12. The Quickest Way to End the US Civil War Was to Hit Dixie Where it Hurt
Union troops led by General William Tecumseh Sherman entered Atlanta on September 2nd, 1864, after a hard fought summer campaign and siege. The conquest of that key Confederate city, known as “the Gateway to the South”, saved President Abraham Lincoln from what seemed like inevitable defeat in that fall’s election. It ensured the continuation of a federal administration committed to fight the Civil War until final victory. Everybody expected that Sherman would garrison the city, then head north to Virginia to help Ulysses S. Grant, who was stalemated against Robert E. Lee’s Army of Northern Virginia. The victor of Atlanta had other plans, though.

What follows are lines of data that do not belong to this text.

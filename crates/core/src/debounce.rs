//! Debounce
//!
//! Per-cell quiet-period tracking for seller edits. Every keystroke into a
//! recompute-triggering cell restarts that cell's clock; only once a cell
//! has been quiet for the full period does its edit settle and submit a
//! recalculation. The tracker is pure: callers feed it the current instant
//! and drive whatever timer their runtime provides.

use std::time::{Duration, Instant};

use rustc_hash::FxHashMap;

use crate::{
    book::{RowTarget, Section, cells::FieldKey},
    ids::TierId,
};

/// Quiet period applied when none is configured.
pub const DEFAULT_QUIET: Duration = Duration::from_millis(1000);

/// Identifies one debounced cell: a row address plus the edited field.
#[derive(Debug, Clone, Copy, PartialEq, Eq, Hash)]
pub struct EditKey {
    /// The row holding the cell.
    pub target: RowTarget,

    /// The edited field.
    pub field: FieldKey,
}

/// Tracks the settle deadline of every recently edited cell.
#[derive(Debug, Clone)]
pub struct Debouncer {
    quiet: Duration,
    deadlines: FxHashMap<EditKey, Instant>,
}

impl Debouncer {
    /// A tracker with the given quiet period.
    #[must_use]
    pub fn new(quiet: Duration) -> Self {
        Self {
            quiet,
            deadlines: FxHashMap::default(),
        }
    }

    /// Record a keystroke into a cell, restarting its quiet period.
    pub fn note_edit(&mut self, key: EditKey, now: Instant) {
        self.deadlines.insert(key, now + self.quiet);
    }

    /// Drain every cell whose quiet period has elapsed, earliest deadline
    /// first.
    pub fn due(&mut self, now: Instant) -> Vec<EditKey> {
        let mut expired: Vec<(EditKey, Instant)> = Vec::new();

        self.deadlines.retain(|key, deadline| {
            if *deadline <= now {
                expired.push((*key, *deadline));
                false
            } else {
                true
            }
        });

        expired.sort_by_key(|(_, deadline)| *deadline);
        expired.into_iter().map(|(key, _)| key).collect()
    }

    /// Forget one cell's pending edit.
    pub fn cancel(&mut self, key: &EditKey) {
        self.deadlines.remove(key);
    }

    /// Forget every pending edit on one row. Used when the row is reset.
    pub fn cancel_row(&mut self, target: RowTarget) {
        self.deadlines.retain(|key, _| key.target != target);
    }

    /// Forget every pending edit in one section of a tier. Used when the
    /// section's rows are rebuilt and their indices go stale.
    pub fn cancel_section(&mut self, tier_id: TierId, section: Section) {
        self.deadlines.retain(|key, _| {
            key.target.tier_id != tier_id || key.target.section != section
        });
    }

    /// Forget every pending edit under one tier. Used when the tier is
    /// switched away from.
    pub fn cancel_tier(&mut self, tier_id: TierId) {
        self.deadlines.retain(|key, _| key.target.tier_id != tier_id);
    }

    /// The earliest settle deadline, if any edit is outstanding.
    #[must_use]
    pub fn next_deadline(&self) -> Option<Instant> {
        self.deadlines.values().min().copied()
    }

    /// Number of cells with an unsettled edit.
    #[must_use]
    pub fn len(&self) -> usize {
        self.deadlines.len()
    }

    /// Whether no edits are outstanding.
    #[must_use]
    pub fn is_empty(&self) -> bool {
        self.deadlines.is_empty()
    }
}

impl Default for Debouncer {
    fn default() -> Self {
        Self::new(DEFAULT_QUIET)
    }
}

#[cfg(test)]
mod tests {
    use crate::{
        book::Section,
        ids::{ProductId, TierId},
    };

    use super::*;

    fn key_on(tier_id: TierId, row: usize, field: FieldKey) -> EditKey {
        EditKey {
            target: RowTarget {
                product_id: ProductId::new(),
                tier_id,
                section: Section::Core,
                row,
            },
            field,
        }
    }

    #[test]
    fn retyping_restarts_the_quiet_period() {
        let mut debouncer = Debouncer::default();
        let key = key_on(TierId::new(), 0, FieldKey::Qty);
        let start = Instant::now();

        debouncer.note_edit(key, start);
        debouncer.note_edit(key, start + Duration::from_millis(800));

        // The original deadline has passed, but the re-edit moved it.
        assert!(debouncer.due(start + Duration::from_millis(1100)).is_empty());

        let due = debouncer.due(start + Duration::from_millis(1800));
        assert_eq!(due, vec![key], "one settle per burst of keystrokes");
        assert!(debouncer.is_empty());
    }

    #[test]
    fn due_drains_earliest_deadline_first() {
        let mut debouncer = Debouncer::default();
        let tier_id = TierId::new();
        let first = key_on(tier_id, 0, FieldKey::Qty);
        let second = key_on(tier_id, 1, FieldKey::DiscountedUnitPrice);
        let start = Instant::now();

        debouncer.note_edit(second, start + Duration::from_millis(300));
        debouncer.note_edit(first, start);

        let due = debouncer.due(start + Duration::from_secs(5));
        assert_eq!(due, vec![first, second]);
    }

    #[test]
    fn distinct_fields_on_one_row_settle_independently() {
        let mut debouncer = Debouncer::default();
        let tier_id = TierId::new();
        let target = key_on(tier_id, 0, FieldKey::Qty).target;
        let qty = EditKey {
            target,
            field: FieldKey::Qty,
        };
        let price = EditKey {
            target,
            field: FieldKey::DiscountedUnitPrice,
        };
        let start = Instant::now();

        debouncer.note_edit(qty, start);
        debouncer.note_edit(price, start + Duration::from_millis(900));

        let due = debouncer.due(start + Duration::from_millis(1000));
        assert_eq!(due, vec![qty]);
        assert_eq!(debouncer.len(), 1, "the later field must still be waiting");
    }

    #[test]
    fn cancel_section_leaves_the_other_section_waiting() {
        let mut debouncer = Debouncer::default();
        let tier_id = TierId::new();
        let core = key_on(tier_id, 0, FieldKey::Qty);
        let addon = EditKey {
            target: RowTarget {
                section: Section::Addons,
                ..core.target
            },
            field: FieldKey::Qty,
        };
        let start = Instant::now();

        debouncer.note_edit(core, start);
        debouncer.note_edit(addon, start);

        debouncer.cancel_section(tier_id, Section::Addons);

        assert_eq!(debouncer.due(start + DEFAULT_QUIET), vec![core]);
    }

    #[test]
    fn cancel_tier_forgets_only_that_tier() {
        let mut debouncer = Debouncer::default();
        let switched = TierId::new();
        let kept = TierId::new();
        let start = Instant::now();

        debouncer.note_edit(key_on(switched, 0, FieldKey::Qty), start);
        debouncer.note_edit(key_on(switched, 1, FieldKey::Qty), start);
        let surviving = key_on(kept, 0, FieldKey::Qty);
        debouncer.note_edit(surviving, start);

        debouncer.cancel_tier(switched);

        assert_eq!(debouncer.len(), 1);
        assert_eq!(debouncer.next_deadline(), Some(start + DEFAULT_QUIET));
        assert_eq!(debouncer.due(start + DEFAULT_QUIET), vec![surviving]);
    }
}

The Union had initially followed a conciliatory policy. It fought a relatively limited war on the assumption that most in the Confederacy had not supported secession, and that their states’ governments were illegal and unrepresentative of the popular will. So Union forces leaned over backwards to gently treat Southern civilians and their property – including those hostile towards the Union. By 1862, attitudes had changed. Pragmatists began to advocate for “hard war” and “directed severity” against secessionists, and Sherman emerged as a key proponent of that hardline. In 1864, he revolutionized modern warfare and transformed “hard war” notions into total war that targeted not only enemy armies, but were also intended to incapacitate the civilians who supported those armies.